One Step Forward: Two Steps Back

Bilijana Ciric’s curatorial triumph at Times Museum in Gwangzhou – I am pitching to review this exhibition. It was seminal, provocative and its poignant political activism set a tone of open critique of the institution at a global level.

We then travelled across the city to the Times Property Museum, a 100% privately funded major contemporary art space where curator, Bilijana Ciric was opening her major 30-artist exhibition, One Step Forward: Two Steps Back. This exhibition is a critique of the institution from the perspective of the artist and historically positioned over a 30 year period. I had met Bilijana in Toronto during the Toronto International Art Fair, and had attended her book launch on a similar theme. The work about Thai migrant workers berry picking in Sweden was especially poignant for me, as was the installation of Jean Hubert Martin’s Les Magiciens de la Terre (the seminal 1989 Paris World Fair that signaled to the world that Eurocentricism in contemporary art was no longer absolute).

Next to Times Museum is a small alternative artist education space founded by Xu Tan. We met some of his “disciples” and had a tour by one of the artists of his installation in the space.

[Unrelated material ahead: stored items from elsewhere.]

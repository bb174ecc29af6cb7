//! Bar segmentation and structural bar edits
//!
//! Bars are never stored. They are derived by walking the time signature
//! timeline from 0, and every structural edit (insert, delete, reorder)
//! is applied to notes, ties, annotations and the timeline together.

pub mod bar_manager;

pub use bar_manager::{Bar, BarManager};
//! Editor settings handed in by the host page

use crate::error::{EditorError, Result};
use crate::models::theory::DEFAULT_FRETS;
use serde::{Deserialize, Serialize};

#[derive(Debug, Clone, PartialEq, Eq, Serialize, Deserialize)]
#[serde(rename_all = "camelCase", default)]
pub struct EditorConfig {
    /// Grid cells per beat
    pub subdivisions: u32,
    /// Fret count for newly created tabs
    pub default_frets: u32,
}

impl Default for EditorConfig {
    fn default() -> Self {
        Self {
            subdivisions: 4,
            default_frets: DEFAULT_FRETS,
        }
    }
}

impl EditorConfig {
    /// Parse a settings object; missing fields take their defaults
    pub fn from_json(json: &str) -> Result<Self> {
        let config: EditorConfig = serde_json::from_str(json)?;
        config.validate()?;
        Ok(config)
    }

    pub fn validate(&self) -> Result<()> {
        if self.subdivisions == 0 || self.subdivisions > i32::MAX as u32 {
            return Err(EditorError::InvariantViolation(format!(
                "subdivisions must be at least 1, got {}",
                self.subdivisions
            )));
        }
        Ok(())
    }
}

#[cfg(test)]
mod tests {
    use super::*;

    #[test]
    fn test_defaults_fill_missing_fields() {
        let config = EditorConfig::from_json(r#"{"subdivisions":2}"#).unwrap();
        assert_eq!(config.subdivisions, 2);
        assert_eq!(config.default_frets, 24);
        assert_eq!(EditorConfig::from_json("{}").unwrap(), EditorConfig::default());
    }

    #[test]
    fn test_zero_subdivisions_rejected() {
        assert!(matches!(
            EditorConfig::from_json(r#"{"subdivisions":0}"#),
            Err(EditorError::InvariantViolation(_))
        ));
        assert!(matches!(
            EditorConfig::from_json(r#""four""#),
            Err(EditorError::Serialization(_))
        ));
    }
}
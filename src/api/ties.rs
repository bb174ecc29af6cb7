//! Ties and bends

use super::helpers::{deserialize, editor_error, note_position, position, serialize, with_session};
use crate::models::{Bend, Tie, TieSlot};
use crate::wasm_log;
use wasm_bindgen::prelude::*;

/// Anchor a relation at (string, from)
///
/// `slot_js` is `{type: "hammer", to}` or
/// `{type: "bend", bend, through?, releaseType?, to}`.
#[wasm_bindgen(js_name = setTie)]
pub fn set_tie(string: usize, from_js: JsValue, slot_js: JsValue) -> Result<(), JsValue> {
    let from = position(from_js, "setTie: invalid position")?;
    let slot: TieSlot = deserialize(slot_js, "setTie: invalid tie")?;
    with_session("setTie", |session| {
        wasm_log!("setTie: string {} at {} -> {}", string, from, slot.to());
        session.set_tie(string, from, slot).map_err(editor_error("setTie"))
    })
}

#[wasm_bindgen(js_name = updateTie)]
pub fn update_tie(tie_js: JsValue) -> Result<(), JsValue> {
    let tie: Tie = deserialize(tie_js, "updateTie: invalid tie")?;
    with_session("updateTie", |session| {
        session.update_tie(&tie).map_err(editor_error("updateTie"))
    })
}

#[wasm_bindgen(js_name = updateBend)]
pub fn update_bend(bend_js: JsValue) -> Result<(), JsValue> {
    let bend: Bend = deserialize(bend_js, "updateBend: invalid bend")?;
    with_session("updateBend", |session| {
        session.update_bend(&bend).map_err(editor_error("updateBend"))
    })
}

#[wasm_bindgen(js_name = deleteTie)]
pub fn delete_tie(string: usize, from_js: JsValue) -> Result<bool, JsValue> {
    let from = position(from_js, "deleteTie: invalid position")?;
    with_session("deleteTie", |session| Ok(session.delete_tie(string, from).is_some()))
}

/// All ties with the pitches at both ends
#[wasm_bindgen(js_name = getTies)]
pub fn get_ties() -> Result<JsValue, JsValue> {
    with_session("getTies", |session| {
        serialize(&session.get_ties(), "Failed to serialize ties")
    })
}

#[wasm_bindgen(js_name = getBends)]
pub fn get_bends() -> Result<JsValue, JsValue> {
    with_session("getBends", |session| {
        serialize(&session.get_bends(), "Failed to serialize bends")
    })
}

#[wasm_bindgen(js_name = getStartsAt)]
pub fn get_starts_at(string: usize, position_js: JsValue) -> Result<JsValue, JsValue> {
    let at = note_position(string, position_js, "getStartsAt: invalid position")?;
    with_session("getStartsAt", |session| match session.get_starts_at(at) {
        Some(slot) => serialize(&slot, "Failed to serialize tie"),
        None => Ok(JsValue::UNDEFINED),
    })
}

#[wasm_bindgen(js_name = hasBend)]
pub fn has_bend(string: usize, position_js: JsValue) -> Result<bool, JsValue> {
    let at = note_position(string, position_js, "hasBend: invalid position")?;
    with_session("hasBend", |session| Ok(session.has_bend(at)))
}

#[wasm_bindgen(js_name = hasTieBothSides)]
pub fn has_tie_both_sides(string: usize, position_js: JsValue) -> Result<bool, JsValue> {
    let at = note_position(string, position_js, "hasTieBothSides: invalid position")?;
    with_session("hasTieBothSides", |session| Ok(session.has_tie_both_sides(at)))
}

#[wasm_bindgen(js_name = hasBendsWithin)]
pub fn has_bends_within(start_js: JsValue, end_js: JsValue) -> Result<bool, JsValue> {
    let start = position(start_js, "hasBendsWithin: invalid start")?;
    let end = position(end_js, "hasBendsWithin: invalid end")?;
    with_session("hasBendsWithin", |session| Ok(session.has_bends_within(start, end)))
}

Xu Tan introduced me to the whole community of regional curators and curators from Shanghai and Beijing – this was in important opening and officials, dignitaries from a number of consulates had flown in for the event. I ended up being invited to dine at the head table with the lead curator of the Times Museum, the curator and a number of international artists. I was also able to meet some of the Hong Kong contemporary art leaders at that same dinner – and having been to their galleries, and seen the recent exhibitions, was able to make meaningful connections.

On July 2 we spent the morning and early afternoon at a privately run Gwangzhou arts centre and video research library – we spent a couple of hours sharing our portfolios with the artists who work in the centre. I came away with a strong sense of the breadth and scope of what is happening on many levels in the non-commercial contemporary art scene in this vibrant city.